Mrs. Morland made the best of the matter, and secured for the present her own peace of mind by holding an interview with Max’s eccentric father.
“Eccentric” Dr. Brenton certainly was in the eyes of Mrs. Morland, who had not hitherto entrusted the health of herself or her children to a medical man not possessed of a carriage and pair. The high esteem in which the Doctor was held by the gentle-people as well as the working-folk of Woodend had roused first her curiosity and then her scorn.
“You must look more closely, dear Madam,” the old-fashioned Rector had said to her, “and beneath Brenton’s shabby coat you will see the spreading of an angel’s wings.”
“I think not, sir,” Edward Carlyon had differed quietly; “beneath the shabby coat you’ll see only a shabbier waistcoat. The wings can wait a bit: we want the man.”
Mrs. Morland was persuaded that she could secure the Doctor’s silence, and indeed she did so. But she did not forget, during a whole uncomfortable day, the “eccentric” man’s look as he bowed agreement to her request. Dr. Brenton heartily wished Jim well, and he knew that Mrs. Morland’s departure from Woodend would in no way help the lad; but while he handed his visitor to her carriage with punctilious courtesy, he wondered what manner of woman this was who could stoop to inflict so great an injustice.

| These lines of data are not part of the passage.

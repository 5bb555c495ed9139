//! Bounded text buffer carried between pipeline stages

use std::fmt;

/// Default payload capacity of a line in bytes
pub const DEFAULT_MAX_LINE_LEN: usize = 1023;

/// One line of operator input, held as raw bytes.
///
/// Transforms work on bytes rather than characters, so a line may stop being
/// valid UTF-8 after byte-level recoding. `Display` is lossy and intended for
/// logs only; console traces write the raw bytes.
#[derive(Debug, Clone, Default, PartialEq, Eq, Hash)]
pub struct Line {
    bytes: Vec<u8>,
}

impl Line {
    /// Create a line from raw bytes without any trimming
    pub fn new(bytes: impl Into<Vec<u8>>) -> Self {
        Self {
            bytes: bytes.into(),
        }
    }

    /// Build a line from raw input: strip the trailing line terminator and
    /// cap the payload at `max_len` bytes.
    ///
    /// Returns the line and whether it had to be truncated.
    pub fn from_input(raw: &[u8], max_len: usize) -> (Self, bool) {
        let bytes = raw.strip_suffix(b"\n").unwrap_or(raw);
        let bytes = bytes.strip_suffix(b"\r").unwrap_or(bytes);

        let truncated = bytes.len() > max_len;
        let bytes = if truncated { &bytes[..max_len] } else { bytes };

        (Self::new(bytes), truncated)
    }

    pub fn as_bytes(&self) -> &[u8] {
        &self.bytes
    }

    pub fn len(&self) -> usize {
        self.bytes.len()
    }

    pub fn is_empty(&self) -> bool {
        self.bytes.is_empty()
    }

    /// Replace the contents with a copy of `other`, reusing the allocation
    pub fn copy_from(&mut self, other: &Line) {
        self.bytes.clear();
        self.bytes.extend_from_slice(&other.bytes);
    }
}

impl From<&str> for Line {
    fn from(text: &str) -> Self {
        Self::new(text.as_bytes())
    }
}

impl From<String> for Line {
    fn from(text: String) -> Self {
        Self::new(text.into_bytes())
    }
}

impl fmt::Display for Line {
    fn fmt(&self, f: &mut fmt::Formatter<'_>) -> fmt::Result {
        write!(f, "{}", String::from_utf8_lossy(&self.bytes))
    }
}

#[cfg(test)]
mod tests {
    use super::*;

    #[test]
    fn test_from_input_strips_newline() {
        let (line, truncated) = Line::from_input(b"Hello\n", DEFAULT_MAX_LINE_LEN);
        assert_eq!(line.as_bytes(), b"Hello");
        assert!(!truncated);

        let (line, _) = Line::from_input(b"Hello\r\n", DEFAULT_MAX_LINE_LEN);
        assert_eq!(line.as_bytes(), b"Hello");

        // Only one terminator is removed
        let (line, _) = Line::from_input(b"a\n\n", DEFAULT_MAX_LINE_LEN);
        assert_eq!(line.as_bytes(), b"a\n");
    }

    #[test]
    fn test_from_input_empty() {
        let (line, truncated) = Line::from_input(b"\n", DEFAULT_MAX_LINE_LEN);
        assert!(line.is_empty());
        assert!(!truncated);
    }

    #[test]
    fn test_from_input_truncates() {
        let raw = vec![b'x'; 20];
        let (line, truncated) = Line::from_input(&raw, 8);
        assert_eq!(line.len(), 8);
        assert!(truncated);
    }

    #[test]
    fn test_from_input_keeps_high_bit_bytes() {
        let (line, truncated) = Line::from_input(&[0xF0, 0xD2, 0xC9, b'\n'], 3);
        assert_eq!(line.as_bytes(), &[0xF0, 0xD2, 0xC9]);
        assert!(!truncated);
    }

    #[test]
    fn test_copy_from_replaces_contents() {
        let mut line = Line::from("longer text");
        line.copy_from(&Line::from("abc"));
        assert_eq!(line, Line::from("abc"));
    }

    #[test]
    fn test_display_is_lossy() {
        let line = Line::new(vec![b'a', 0xC8, b'b']);
        assert_eq!(line.to_string(), "a\u{FFFD}b");
    }
}
//! Pipeline Builder API
//!
//! Creates every stage inbox in the empty state with the default mode, then
//! starts one thread per stage. The returned handle is the only producer for
//! stage 1 and the only writer of stage configurations.

use std::sync::Arc;
use std::thread::JoinHandle;

use linerelay_core::{
    Line, ModeId, PipelineConfig, PipelineError, PipelineResult, TransformRegistry, STAGE_COUNT,
};
use tracing::{info, warn};

use crate::console::Console;
use crate::events::{EventSender, EventTap, PipelineEvent, StageStats, StageStatsSnapshot};
use crate::stage::{StageConfig, StageInbox, StageWorker};

// ----------------------------------------------------------------------------
// Pipeline Builder
// ----------------------------------------------------------------------------

/// Builder for a running stage pipeline
pub struct PipelineBuilder {
    config: PipelineConfig,
    registry: TransformRegistry,
    console: Option<Console>,
    event_sender: Option<EventSender>,
}

impl PipelineBuilder {
    pub fn new() -> Self {
        Self {
            config: PipelineConfig::default(),
            registry: TransformRegistry::builtin(),
            console: None,
            event_sender: None,
        }
    }

    /// Set the pipeline configuration
    pub fn with_config(mut self, config: PipelineConfig) -> Self {
        self.config = config;
        self
    }

    /// Replace the transform registry
    pub fn with_registry(mut self, registry: TransformRegistry) -> Self {
        self.registry = registry;
        self
    }

    /// Mode every stage starts in
    pub fn default_mode(mut self, mode: ModeId) -> Self {
        self.config.default_mode = mode;
        self
    }

    /// Route trace output to `console` instead of stdout
    pub fn with_console(mut self, console: Console) -> Self {
        self.console = Some(console);
        self
    }

    /// Mirror pipeline activity into an event channel
    pub fn with_event_tap(mut self, sender: EventSender) -> Self {
        self.event_sender = Some(sender);
        self
    }

    /// Build and start the stage threads
    pub fn build_and_start(self) -> PipelineResult<PipelineHandle> {
        self.config.validate(&self.registry)?;

        let transform = self.registry.lookup(self.config.default_mode)?;
        let initial = StageConfig::new(self.config.default_mode, transform);
        let console = self.console.unwrap_or_else(Console::stdout);
        let events = EventTap::new(self.event_sender);

        info!(
            "Building pipeline with {} stages in mode {}",
            STAGE_COUNT,
            initial.name()
        );

        // All inboxes exist before any thread starts
        let inboxes: Vec<Arc<StageInbox>> = (0..STAGE_COUNT)
            .map(|_| Arc::new(StageInbox::new(initial.clone())))
            .collect();
        let stats: Vec<Arc<StageStats>> = (0..STAGE_COUNT)
            .map(|_| Arc::new(StageStats::default()))
            .collect();

        let mut workers = Vec::with_capacity(STAGE_COUNT);
        for (index, inbox) in inboxes.iter().enumerate() {
            let worker = StageWorker::new(
                index + 1,
                inbox.clone(),
                inboxes.get(index + 1).cloned(),
                console.clone(),
                events.clone(),
                stats[index].clone(),
            );

            match worker.spawn() {
                Ok(handle) => workers.push(handle),
                Err(e) => {
                    // Release the stages that did start before reporting
                    for inbox in &inboxes {
                        inbox.close();
                    }
                    for handle in workers {
                        let _ = handle.join();
                    }
                    return Err(e);
                }
            }
        }

        info!("Pipeline started");

        Ok(PipelineHandle {
            config: self.config,
            registry: self.registry,
            console,
            events,
            inboxes,
            stats,
            workers,
        })
    }
}

impl Default for PipelineBuilder {
    fn default() -> Self {
        Self::new()
    }
}

// ----------------------------------------------------------------------------
// Pipeline Handle
// ----------------------------------------------------------------------------

/// Handle to a running pipeline
pub struct PipelineHandle {
    config: PipelineConfig,
    registry: TransformRegistry,
    console: Console,
    events: EventTap,
    inboxes: Vec<Arc<StageInbox>>,
    stats: Vec<Arc<StageStats>>,
    workers: Vec<JoinHandle<()>>,
}

impl PipelineHandle {
    pub fn stage_count(&self) -> usize {
        self.inboxes.len()
    }

    pub fn config(&self) -> &PipelineConfig {
        &self.config
    }

    pub fn registry(&self) -> &TransformRegistry {
        &self.registry
    }

    pub fn console(&self) -> &Console {
        &self.console
    }

    /// Hand a line to stage 1, blocking while its slot is still occupied.
    ///
    /// Returns `false` once the pipeline has been shut down.
    pub fn submit(&self, line: &Line) -> bool {
        self.inboxes[0].send(line)
    }

    /// Switch stage `stage` (1-based) to mode `mode`.
    ///
    /// The mode and its transform are written in the stage's own critical
    /// section, so a line is always processed with a consistent pair.
    pub fn reconfigure(&self, stage: usize, mode: ModeId) -> PipelineResult<String> {
        let inbox = self.inbox(stage)?;
        let transform = self.registry.lookup(mode)?;
        let name = transform.name().to_string();

        inbox.configure(|config| *config = StageConfig::new(mode, transform));

        info!("Stage {} switched to mode {} ({})", stage, mode, name);
        self.events.emit(PipelineEvent::Reconfigured {
            stage,
            mode,
            name: name.clone(),
        });
        Ok(name)
    }

    /// Current mode of stage `stage` (1-based)
    pub fn current_mode(&self, stage: usize) -> PipelineResult<StageConfig> {
        Ok(self.inbox(stage)?.config())
    }

    /// Counters of stage `stage` (1-based)
    pub fn stats(&self, stage: usize) -> PipelineResult<StageStatsSnapshot> {
        self.check_stage(stage)?;
        Ok(self.stats[stage - 1].snapshot())
    }

    /// Record the dispatch loop's own trace as stage 0
    pub(crate) fn emit(&self, event: PipelineEvent) {
        self.events.emit(event);
    }

    /// Close stage 1 and wait until every stage has drained and exited
    pub fn shutdown(mut self) {
        info!("Pipeline shutdown requested");
        self.inboxes[0].close();

        for (index, handle) in self.workers.drain(..).enumerate() {
            if handle.join().is_err() {
                warn!("Stage {} panicked", index + 1);
            }
        }

        info!("Pipeline stopped");
    }

    fn inbox(&self, stage: usize) -> PipelineResult<&Arc<StageInbox>> {
        self.check_stage(stage)?;
        Ok(&self.inboxes[stage - 1])
    }

    fn check_stage(&self, stage: usize) -> PipelineResult<()> {
        if stage == 0 || stage > self.inboxes.len() {
            return Err(PipelineError::InvalidStage {
                stage,
                count: self.inboxes.len(),
            });
        }
        Ok(())
    }
}

impl Drop for PipelineHandle {
    fn drop(&mut self) {
        // Lets the stage threads exit even if `shutdown` was never called
        self.inboxes[0].close();
    }
}

impl std::fmt::Debug for PipelineHandle {
    fn fmt(&self, f: &mut std::fmt::Formatter<'_>) -> std::fmt::Result {
        f.debug_struct("PipelineHandle")
            .field("config", &self.config)
            .field("stages", &self.inboxes.len())
            .finish_non_exhaustive()
    }
}
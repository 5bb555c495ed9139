//! Line relay CLI configuration
//!
//! Settings come from, in increasing priority:
//! - built-in defaults
//! - a TOML file passed with `--config`
//! - command line flags (`--mode`, `--verbose`)

use std::path::Path;

use serde::{Deserialize, Serialize};
use linerelay_core::{PipelineConfig, TransformRegistry};

use crate::error::{CliError, Result};

// ----------------------------------------------------------------------------
// CLI Application Configuration
// ----------------------------------------------------------------------------

/// Complete configuration for the CLI application
#[derive(Debug, Clone, Default, PartialEq, Eq, Serialize, Deserialize)]
#[serde(default)]
pub struct AppConfig {
    /// Pipeline behavior
    pub pipeline: PipelineConfig,
}

impl AppConfig {
    /// Load configuration from a TOML file; missing keys keep their defaults
    pub fn load_from_file<P: AsRef<Path>>(path: P) -> Result<Self> {
        let path = path.as_ref();

        let contents = std::fs::read_to_string(path).map_err(|e| {
            CliError::Config(format!("Failed to read {}: {}", path.display(), e))
        })?;
        Self::from_toml(&contents)
    }

    /// Parse and validate configuration text
    pub fn from_toml(contents: &str) -> Result<Self> {
        let config: AppConfig = toml::from_str(contents)?;
        config.validate()?;
        Ok(config)
    }

    /// Apply command line overrides on top of the loaded values
    pub fn with_overrides(mut self, mode: Option<usize>, verbose: bool) -> Result<Self> {
        if let Some(mode) = mode {
            self.pipeline.default_mode = mode;
        }
        if verbose {
            self.pipeline.verbose = true;
        }
        self.validate()?;
        Ok(self)
    }

    /// Validate against the built-in transform catalog
    pub fn validate(&self) -> Result<()> {
        self.pipeline.validate(&TransformRegistry::builtin())?;
        Ok(())
    }

    /// Example configuration file content
    pub fn example_config() -> Result<String> {
        Ok(toml::to_string_pretty(&AppConfig::default())?)
    }
}

#[cfg(test)]
mod tests {
    use super::*;

    #[test]
    fn test_partial_file_keeps_defaults() {
        let config = AppConfig::from_toml("[pipeline]\ndefault_mode = 2\n").unwrap();
        assert_eq!(config.pipeline.default_mode, 2);
        assert_eq!(config.pipeline.max_line_len, 1023);
        assert!(!config.pipeline.verbose);
    }

    #[test]
    fn test_empty_file_is_default() {
        assert_eq!(AppConfig::from_toml("").unwrap(), AppConfig::default());
    }

    #[test]
    fn test_invalid_values_are_rejected() {
        assert!(matches!(
            AppConfig::from_toml("[pipeline]\ndefault_mode = 12\n"),
            Err(CliError::Pipeline(_))
        ));
        assert!(matches!(
            AppConfig::from_toml("[pipeline]\ndefault_mode = \"upper\"\n"),
            Err(CliError::TomlParsing(_))
        ));
    }

    #[test]
    fn test_overrides() {
        let config = AppConfig::default().with_overrides(Some(5), true).unwrap();
        assert_eq!(config.pipeline.default_mode, 5);
        assert!(config.pipeline.verbose);

        assert!(AppConfig::default().with_overrides(Some(99), false).is_err());
    }

    #[test]
    fn test_example_config_round_trips() {
        let example = AppConfig::example_config().unwrap();
        assert!(example.contains("[pipeline]"));
        assert_eq!(AppConfig::from_toml(&example).unwrap(), AppConfig::default());
    }
}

Though in the case of Austin Mrs. Morland gave way to what seemed to be necessity, she was careful to hold Frances to her promise. And Frances wavered miserably between the two parties, in this house divided against itself. Of one thing she was sure—she could not have taken the half-measures which had satisfied Austin. Had Frances acknowledged her brother at all, she must have acknowledged him to all the world. The feeling that in this respect Austin had fallen short of consistency warped her sympathy with his actions, and to some extent seemed to justify her own. She, surely, was at least consistent.

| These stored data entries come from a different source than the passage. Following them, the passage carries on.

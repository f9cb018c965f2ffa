//! Grammar checking via the LanguageTool HTTP API.
//!
//! One form-encoded POST per check; the interesting part is applying a
//! suggested replacement back into the draft. Match offsets are character
//! offsets into the text that was checked, so splicing goes through
//! `char_indices`, not byte slicing.

use reqwest::Client;
use serde::Deserialize;
use tracing::{debug, error};

use crate::config::GrammarConfig;
use crate::error::AppError;

// ── Response types ────────────────────────────────────────────────────────────

/// One grammar finding: where it is, what is wrong, what to do about it.
#[derive(Debug, Clone, Deserialize)]
pub struct GrammarMatch {
    /// Character offset into the checked text.
    pub offset: usize,
    /// Length of the flagged span, in characters.
    pub length: usize,
    pub message: String,
    #[serde(default)]
    pub replacements: Vec<Replacement>,
}

#[derive(Debug, Clone, Deserialize)]
pub struct Replacement {
    pub value: String,
}

#[derive(Debug, Default, Deserialize)]
struct CheckResponse {
    #[serde(default)]
    matches: Vec<GrammarMatch>,
}

// ── Checker ───────────────────────────────────────────────────────────────────

#[derive(Debug, Clone)]
pub struct GrammarChecker {
    client: Client,
    api_url: String,
    language: String,
}

impl GrammarChecker {
    pub fn new(config: &GrammarConfig) -> Result<Self, AppError> {
        let client = Client::builder()
            .timeout(std::time::Duration::from_secs(30))
            .build()
            .map_err(|e| AppError::Grammar(format!("failed to build HTTP client: {e}")))?;
        Ok(Self {
            client,
            api_url: config.api_url.clone(),
            language: config.language.clone(),
        })
    }

    /// Check `text` and return all findings, in document order.
    pub async fn check(&self, text: &str) -> Result<Vec<GrammarMatch>, AppError> {
        let response = self
            .client
            .post(&self.api_url)
            .form(&[("text", text), ("language", self.language.as_str())])
            .send()
            .await
            .map_err(|e| {
                error!(url = %self.api_url, error = %e, "grammar check failed (transport)");
                AppError::Grammar(e.to_string())
            })?;

        let status = response.status();
        if !status.is_success() {
            let body = response.text().await.unwrap_or_default();
            return Err(AppError::Grammar(format!("HTTP {status}: {body}")));
        }

        let parsed: CheckResponse = response
            .json()
            .await
            .map_err(|e| AppError::Grammar(format!("failed to parse response: {e}")))?;

        debug!(matches = parsed.matches.len(), "grammar check complete");
        Ok(parsed.matches)
    }
}

/// Splice `replacement` into `text` over the span a match flagged.
///
/// Offsets refer to the text that was checked — callers must not mutate the
/// draft between checking and applying, or the span may no longer line up.
pub fn apply_replacement(
    text: &str,
    m: &GrammarMatch,
    replacement: &str,
) -> Result<String, AppError> {
    let char_count = text.chars().count();
    if m.offset + m.length > char_count {
        return Err(AppError::Grammar(format!(
            "match span {}..{} outside text of {} chars",
            m.offset,
            m.offset + m.length,
            char_count
        )));
    }

    let byte_at = |char_idx: usize| -> usize {
        text.char_indices()
            .nth(char_idx)
            .map(|(b, _)| b)
            .unwrap_or(text.len())
    };
    let start = byte_at(m.offset);
    let end = byte_at(m.offset + m.length);

    let mut out = String::with_capacity(text.len() - (end - start) + replacement.len());
    out.push_str(&text[..start]);
    out.push_str(replacement);
    out.push_str(&text[end..]);
    Ok(out)
}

When poor Frances reached this stage in her meditations, she began to falter. She remembered that she was still the leader of the Altruists, and that a score of boys and girls paid her real homage as the inspirer of deeds of self-denial and mercy. When the Carlyons’ school reopened after the Christmas vacation, Muriel’s pupils began slowly to detect some changes in their popular comrade. The girls with whom she had seemed hitherto to have least in common were those who now met eagerly her tardy advances. To be sought as friend and playfellow by Frances Morland had been a happy distinction to any of Miss Carlyon’s little band. Frances had never affected superiority, and it was impossible to suspect her of vanity; but her clear gray eyes had appeared to look beneath the surface, and to choose with unerring confidence the best natures as those most akin to her own. Her gentle sincerity had appealed to every loyal heart and won its ungrudging recognition.

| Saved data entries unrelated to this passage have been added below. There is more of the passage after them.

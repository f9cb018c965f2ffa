//! Draft persistence — `session.json` in the work dir.
//!
//! Saved on every generation and at shutdown so a crash never loses more
//! than the current keystrokes. The trailing newline the console loop
//! leaves on the buffer is stripped on save, matching what the user typed.

use std::fs;
use std::path::{Path, PathBuf};

use serde::{Deserialize, Serialize};

use crate::error::AppError;

const SESSION_FILENAME: &str = "session.json";

/// On-disk shape of `session.json`.
#[derive(Debug, Serialize, Deserialize)]
struct SessionFile {
    text: String,
}

pub struct SessionStore {
    path: PathBuf,
}

impl SessionStore {
    pub fn new(work_dir: &Path) -> Self {
        Self { path: work_dir.join(SESSION_FILENAME) }
    }

    /// Persist the draft, stripping one trailing newline.
    pub fn save(&self, text: &str) -> Result<(), AppError> {
        if let Some(parent) = self.path.parent() {
            fs::create_dir_all(parent)
                .map_err(|e| AppError::Session(format!("cannot create {}: {e}", parent.display())))?;
        }
        let file = SessionFile { text: text.strip_suffix('\n').unwrap_or(text).to_string() };
        let data = serde_json::to_string(&file)
            .map_err(|e| AppError::Session(format!("serialise session: {e}")))?;
        fs::write(&self.path, data)
            .map_err(|e| AppError::Session(format!("cannot write {}: {e}", self.path.display())))
    }

    /// Load the last saved draft; a missing file is an empty draft.
    pub fn load(&self) -> Result<String, AppError> {
        match fs::read_to_string(&self.path) {
            Ok(data) => {
                let file: SessionFile = serde_json::from_str(&data).map_err(|e| {
                    AppError::Session(format!("malformed {}: {e}", self.path.display()))
                })?;
                Ok(file.text)
            }
            Err(e) if e.kind() == std::io::ErrorKind::NotFound => Ok(String::new()),
            Err(e) => Err(AppError::Session(format!(
                "cannot read {}: {e}",
                self.path.display()
            ))),
        }
    }
}

#[cfg(test)]
mod tests {
    use super::*;
    use tempfile::TempDir;

    #[test]
    fn save_and_load_round_trip() {
        let dir = TempDir::new().unwrap();
        let store = SessionStore::new(dir.path());

        store.save("Once upon a time").unwrap();
        assert_eq!(store.load().unwrap(), "Once upon a time");
    }

    #[test]
    fn trailing_newline_stripped_once() {
        let dir = TempDir::new().unwrap();
        let store = SessionStore::new(dir.path());

        store.save("line one\nline two\n").unwrap();
        assert_eq!(store.load().unwrap(), "line one\nline two");
    }

    #[test]
    fn missing_file_loads_empty() {
        let dir = TempDir::new().unwrap();
        let store = SessionStore::new(dir.path());
        assert_eq!(store.load().unwrap(), "");
    }

    #[test]
    fn malformed_file_errors() {
        let dir = TempDir::new().unwrap();
        fs::write(dir.path().join(SESSION_FILENAME), "{broken").unwrap();
        let store = SessionStore::new(dir.path());
        assert!(store.load().is_err());
    }

    #[test]
    fn work_dir_created_on_save() {
        let dir = TempDir::new().unwrap();
        let nested = dir.path().join("deeper");
        let store = SessionStore::new(&nested);
        store.save("x").unwrap();
        assert_eq!(store.load().unwrap(), "x");
    }
}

Now, in the society of her former favourites, she was dull and ill at ease; and when her new friends gathered round her, only too ready to hail her as leader, her instinctive contempt for the offered loyalty made her capricious and even tyrannical. Muriel Carlyon, who watched over her pupils with a very real tolerance and sympathy, knew a pang of disappointment as she saw Frances apparently content to reach a lower plane in character and conduct.